Stored data:
========

use popdash::data::columns::{DENSITY, LITERACY_RATE, URBANIZATION_RATE};
use popdash::stats::DatasetSummary;
use popdash::{generate_dashboard, ChartKind, DatasetLoader, LoaderError};
use std::fs;
use std::path::PathBuf;
use tempfile::TempDir;

const HEADER: &str = "State,Population,Males,Females,Rural Population,Urban Population,\
Area (km*km),Density (1/km*km),Decadal Growth (%),Literacy Rate (%)";

const ROWS: &[&str] = &[
    r#"Uttar Pradesh,"199,812,341","104,480,510","95,331,831","155,317,278","44,495,063","240,928",828,20.23%,67.68"#,
    r#"Maharashtra,"112,374,333","58,243,056","54,131,277","61,556,074","50,818,259","307,713",365,15.99%,82.34"#,
    r#"Bihar,"104,099,452","54,278,157","49,821,295","92,341,436","11,758,016","94,163","1,106",25.42%,61.80"#,
    r#"Delhi,"16,787,941","8,887,326","7,900,615","419,042","16,368,899","1,484","11,320",21.21%,86.21"#,
    r#"Kerala,"33,406,061","16,027,412","17,378,649","17,471,135","15,934,926","38,852",860,4.91%,94.00"#,
    r#"Sikkim,"610,577","323,070","287,507","456,999","153,578","7,096",86,12.89%,81.42"#,
    r#"Nagaland,"1,978,502","1,024,649","953,853","1,407,536","570,966","16,579",119,-0.58%,79.55"#,
];

fn write_csv(rows: &[&str]) -> (TempDir, PathBuf) {
    let dir = tempfile::tempdir().unwrap();
    let path = dir.path().join("population.csv");
    let mut text = String::from(HEADER);
    for row in rows {
        text.push('\n');
        text.push_str(row);
    }
    text.push('\n');
    fs::write(&path, text).unwrap();
    (dir, path)
}

#[test]
fn loads_quoted_thousands_and_percentages() {
    let (_dir, path) = write_csv(ROWS);
    let table = DatasetLoader::load_csv(&path).unwrap();

    assert_eq!(table.height(), ROWS.len());
    assert_eq!(table.states()[3], "Delhi");

    let density = table.numeric(DENSITY).unwrap();
    assert_eq!(density[3], Some(11_320.0));

    let literacy = table.numeric(LITERACY_RATE).unwrap();
    assert_eq!(literacy[4], Some(94.0));

    let urbanization = table.numeric(URBANIZATION_RATE).unwrap();
    let expected = 16_368_899.0 / 16_787_941.0;
    assert!((urbanization[3].unwrap() - expected).abs() < 1e-12);
}

#[test]
fn dashboard_is_complete_and_deterministic() {
    let (_dir, path) = write_csv(ROWS);
    let table = DatasetLoader::load_csv(&path).unwrap();

    let first = generate_dashboard(&table).unwrap();
    let second = generate_dashboard(&table).unwrap();

    let kinds: Vec<ChartKind> = first.iter().map(|c| c.kind).collect();
    assert_eq!(kinds, ChartKind::ALL.to_vec());
    for chart in first.iter() {
        assert!(chart.png.starts_with(&[0x89, b'P', b'N', b'G']), "{:?}", chart.kind);
    }
    assert_eq!(first, second);
}

#[test]
fn summary_ranks_growth() {
    let (_dir, path) = write_csv(ROWS);
    let table = DatasetLoader::load_csv(&path).unwrap();
    let summary = DatasetSummary::compute(&table).unwrap();

    let order: Vec<&str> = summary.top_growth.iter().map(|g| g.state.as_str()).collect();
    assert_eq!(
        order,
        vec!["Bihar", "Delhi", "Uttar Pradesh", "Maharashtra", "Sikkim", "Kerala", "Nagaland"]
    );
}

#[test]
fn bad_cells_become_gaps_not_failures() {
    let mut rows = ROWS.to_vec();
    rows.push(r#"Ladakh,"274,289","151,808","122,481","225,364","48,925",unknown,n/a,,77.20"#);
    let (_dir, path) = write_csv(&rows);

    let table = DatasetLoader::load_csv(&path).unwrap();
    assert_eq!(table.numeric(DENSITY).unwrap()[7], None);
    assert_eq!(generate_dashboard(&table).unwrap().len(), 7);
}

#[test]
fn missing_column_is_reported_by_name() {
    let dir = tempfile::tempdir().unwrap();
    let path = dir.path().join("population.csv");
    fs::write(&path, "State,Population\nKerala,\"33,406,061\"\n").unwrap();

    match DatasetLoader::load_csv(&path) {
        Err(LoaderError::MissingColumns(missing)) => {
            assert_eq!(missing.len(), 8);
            assert!(missing.iter().any(|c| c == DENSITY));
        }
        other => panic!("expected missing columns, got {:?}", other.map(|t| t.height())),
    }
}

#[test]
fn missing_file_is_reported() {
    let dir = tempfile::tempdir().unwrap();
    let path = dir.path().join("nope.csv");
    assert!(matches!(
        DatasetLoader::load_csv(&path),
        Err(LoaderError::FileNotFound(p)) if p == path
    ));
}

========

What the task asks
Where the string "Some" turns up in a line of the data above, copy that whole line.

Completed task
    assert_eq!(density[3], Some(11_320.0));
    assert_eq!(literacy[4], Some(94.0));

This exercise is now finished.